§ **EXERCISE DESCRIPTION**
The lines from the start of the records below through the line containing "impl Reporter for LogReporter" are to be copied exactly, both ends included, with nothing added.

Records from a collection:
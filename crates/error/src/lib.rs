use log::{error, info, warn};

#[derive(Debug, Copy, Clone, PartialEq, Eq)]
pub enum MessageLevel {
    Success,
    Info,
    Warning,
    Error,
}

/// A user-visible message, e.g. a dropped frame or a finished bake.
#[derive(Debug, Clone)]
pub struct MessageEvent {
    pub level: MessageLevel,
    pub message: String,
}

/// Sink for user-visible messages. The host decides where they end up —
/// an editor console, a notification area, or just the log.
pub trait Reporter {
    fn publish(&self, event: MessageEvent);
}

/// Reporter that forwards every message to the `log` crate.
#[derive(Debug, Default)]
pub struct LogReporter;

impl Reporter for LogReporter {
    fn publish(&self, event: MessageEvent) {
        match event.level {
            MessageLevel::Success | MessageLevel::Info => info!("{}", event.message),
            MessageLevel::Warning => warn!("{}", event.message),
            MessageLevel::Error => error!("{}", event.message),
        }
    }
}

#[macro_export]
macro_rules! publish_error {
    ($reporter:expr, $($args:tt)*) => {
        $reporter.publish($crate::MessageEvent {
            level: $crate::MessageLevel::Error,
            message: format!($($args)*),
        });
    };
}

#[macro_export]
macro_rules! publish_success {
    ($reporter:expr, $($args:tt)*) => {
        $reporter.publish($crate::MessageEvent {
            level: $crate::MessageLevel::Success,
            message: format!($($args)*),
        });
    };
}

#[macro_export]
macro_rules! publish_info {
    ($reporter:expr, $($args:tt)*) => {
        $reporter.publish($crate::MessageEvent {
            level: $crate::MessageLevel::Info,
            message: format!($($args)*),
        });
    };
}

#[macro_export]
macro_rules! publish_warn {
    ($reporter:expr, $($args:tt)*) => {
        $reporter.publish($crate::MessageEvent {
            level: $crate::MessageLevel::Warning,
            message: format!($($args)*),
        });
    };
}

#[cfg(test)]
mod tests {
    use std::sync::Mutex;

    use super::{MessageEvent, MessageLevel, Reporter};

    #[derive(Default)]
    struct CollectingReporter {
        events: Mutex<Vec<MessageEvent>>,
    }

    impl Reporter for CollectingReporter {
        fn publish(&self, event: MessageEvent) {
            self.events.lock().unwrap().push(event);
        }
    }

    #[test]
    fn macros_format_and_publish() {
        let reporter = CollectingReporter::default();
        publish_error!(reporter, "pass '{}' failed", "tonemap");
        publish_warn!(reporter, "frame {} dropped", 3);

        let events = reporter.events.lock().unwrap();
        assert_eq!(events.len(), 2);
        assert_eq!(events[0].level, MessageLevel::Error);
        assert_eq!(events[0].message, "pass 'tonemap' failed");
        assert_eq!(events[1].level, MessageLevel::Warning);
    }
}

§ **THE COMPLETED TASK**
filename crates/error/src/lib.rs
use log::{error, info, warn};

#[derive(Debug, Copy, Clone, PartialEq, Eq)]
pub enum MessageLevel {
    Success,
    Info,
    Warning,
    Error,
}

/// A user-visible message, e.g. a dropped frame or a finished bake.
#[derive(Debug, Clone)]
pub struct MessageEvent {
    pub level: MessageLevel,
    pub message: String,
}

/// Sink for user-visible messages. The host decides where they end up —
/// an editor console, a notification area, or just the log.
pub trait Reporter {
    fn publish(&self, event: MessageEvent);
}

/// Reporter that forwards every message to the `log` crate.
#[derive(Debug, Default)]
pub struct LogReporter;

impl Reporter for LogReporter {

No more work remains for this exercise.